IWC parameter derivation survey
Source corpus: 120 cleaned gxformat2 workflows under $IWC_FORMAT2/, materialized in workflow-fixtures/iwc-format2/ from pinned IWC commit deafc4876f2c778aaf075e48bd8e95f3604ccc92. Counts below are parsed step counts over top-level and embedded subworkflow steps, excluding trailing unique_tools summaries. Citations use $IWC_FORMAT2/path:line.
Scope: workflow steps that derive a Galaxy runtime parameter from upstream data, metadata, or a small intermediate file. This is the shim layer between ordinary data transforms and tools whose inputs are typed as integer_param, float_param, text_param, boolean_param, or connected expression strings.
Out of scope:
- Pure row/column transformations whose output remains a dataset; covered by iwc-tabular-operations-survey.
- Pure collection structure work; covered by iwc-transformations-survey.

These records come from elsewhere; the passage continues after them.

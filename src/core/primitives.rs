//! Metric primitives: grade lookup, credit-weighted GPA, grade bucketing

use crate::core::models::{CourseView, Grade, InvalidGradeError};
use serde::{Deserialize, Serialize};
use std::fmt;
use std::str::FromStr;

/// Map a grade symbol to its quality points.
///
/// # Errors
/// Returns `InvalidGradeError` when the symbol is not a recognized grade.
/// Recognized grades without GPA impact (P, W, IP) map to `Ok(None)`.
pub fn grade_to_points(grade: &str) -> Result<Option<f64>, InvalidGradeError> {
    Ok(grade.parse::<Grade>()?.points())
}

/// Credit-weighted GPA over courses that carry quality points.
///
/// `Σ(points × credits) / Σ credits`, rounded to two decimals. Returns `0.0`
/// when the credit sum is zero, so an empty input never yields `NaN`.
pub fn weighted_gpa<I>(courses: I) -> f64
where
    I: IntoIterator,
    I::Item: CourseView,
{
    let (quality, credits) = courses
        .into_iter()
        .filter_map(|course| {
            course
                .quality_points()
                .map(|points| (points * course.credit_hours(), course.credit_hours()))
        })
        .fold((0.0, 0.0), |(q, c), (dq, dc)| (q + dq, c + dc));

    if credits > 0.0 {
        round_to(quality / credits, 2)
    } else {
        0.0
    }
}

/// How finely grades are bucketed in distributions
#[derive(Debug, Clone, Copy, PartialEq, Eq, Hash, Default, Serialize, Deserialize)]
#[serde(rename_all = "lowercase")]
pub enum GradeGranularity {
    /// Each letter grade is its own bucket (A-, B+ stay distinct)
    Exact,
    /// Modifiers fold into the plain letter (A+, A, A- become A)
    #[default]
    Collapsed,
}

impl FromStr for GradeGranularity {
    type Err = String;

    fn from_str(s: &str) -> Result<Self, Self::Err> {
        match s.trim().to_ascii_lowercase().as_str() {
            "exact" => Ok(Self::Exact),
            "collapsed" | "letter" => Ok(Self::Collapsed),
            other => Err(format!("Unknown grade granularity: '{other}'")),
        }
    }
}

impl fmt::Display for GradeGranularity {
    fn fmt(&self, f: &mut fmt::Formatter<'_>) -> fmt::Result {
        match self {
            Self::Exact => write!(f, "exact"),
            Self::Collapsed => write!(f, "collapsed"),
        }
    }
}

/// The distribution bucket a grade falls into under the given policy
#[must_use]
pub const fn bucket_grade(grade: Grade, granularity: GradeGranularity) -> Grade {
    match granularity {
        GradeGranularity::Exact => grade,
        GradeGranularity::Collapsed => grade.letter(),
    }
}

/// `count / total` as a percentage rounded to one decimal; `0.0` when `total` is zero
#[must_use]
#[allow(clippy::cast_precision_loss)]
pub fn percentage(count: usize, total: usize) -> f64 {
    if total == 0 {
        0.0
    } else {
        round_to(count as f64 / total as f64 * 100.0, 1)
    }
}

/// Round to a fixed number of decimal places
///
/// Negative zero (e.g., from summing an empty iterator) comes back as `0.0`.
#[must_use]
pub fn round_to(value: f64, places: i32) -> f64 {
    let factor = 10_f64.powi(places);
    (value * factor).round() / factor + 0.0
}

- Conditional graph topology after a boolean already exists; covered by iwc-conditionals-survey.
1. Tool inventory
| Tool / family | Parsed steps | Workflow files | Main role |
|---|---|---|---|
compose_text_param | 63 | 30 | Build connected text expressions, filters, labels, command fragments, and region strings |
param_value_from_file | 50 | 26 | Read a scalar from a dataset into a typed runtime parameter |
map_param_value | 26 | 14 | Map booleans/enums/text/integer values into booleans, tool flags, enum codes, or generated snippets |
pick_value | 49 | 16 | Choose first present value or provide defaults; adjacent but usually conditional/defaulting rather than derivation |
column_maker / Add_a_column1 | 20 | 13 | Compute values in tabular-land; only a parameter-derivation shim when immediately followed by param_value_from_file |
collection_element_identifiers | 18 | 12 | Expose collection metadata as lines; feeds counts, relabels, filters, or other collection recipes |
wc_gnu | 8 | 5 | Count lines or characters when its output is later consumed as a parameter |
The grep surface is larger because unique_tools repeats tool IDs and some surveys count those summaries. The parsed count above is better for authored step shapes.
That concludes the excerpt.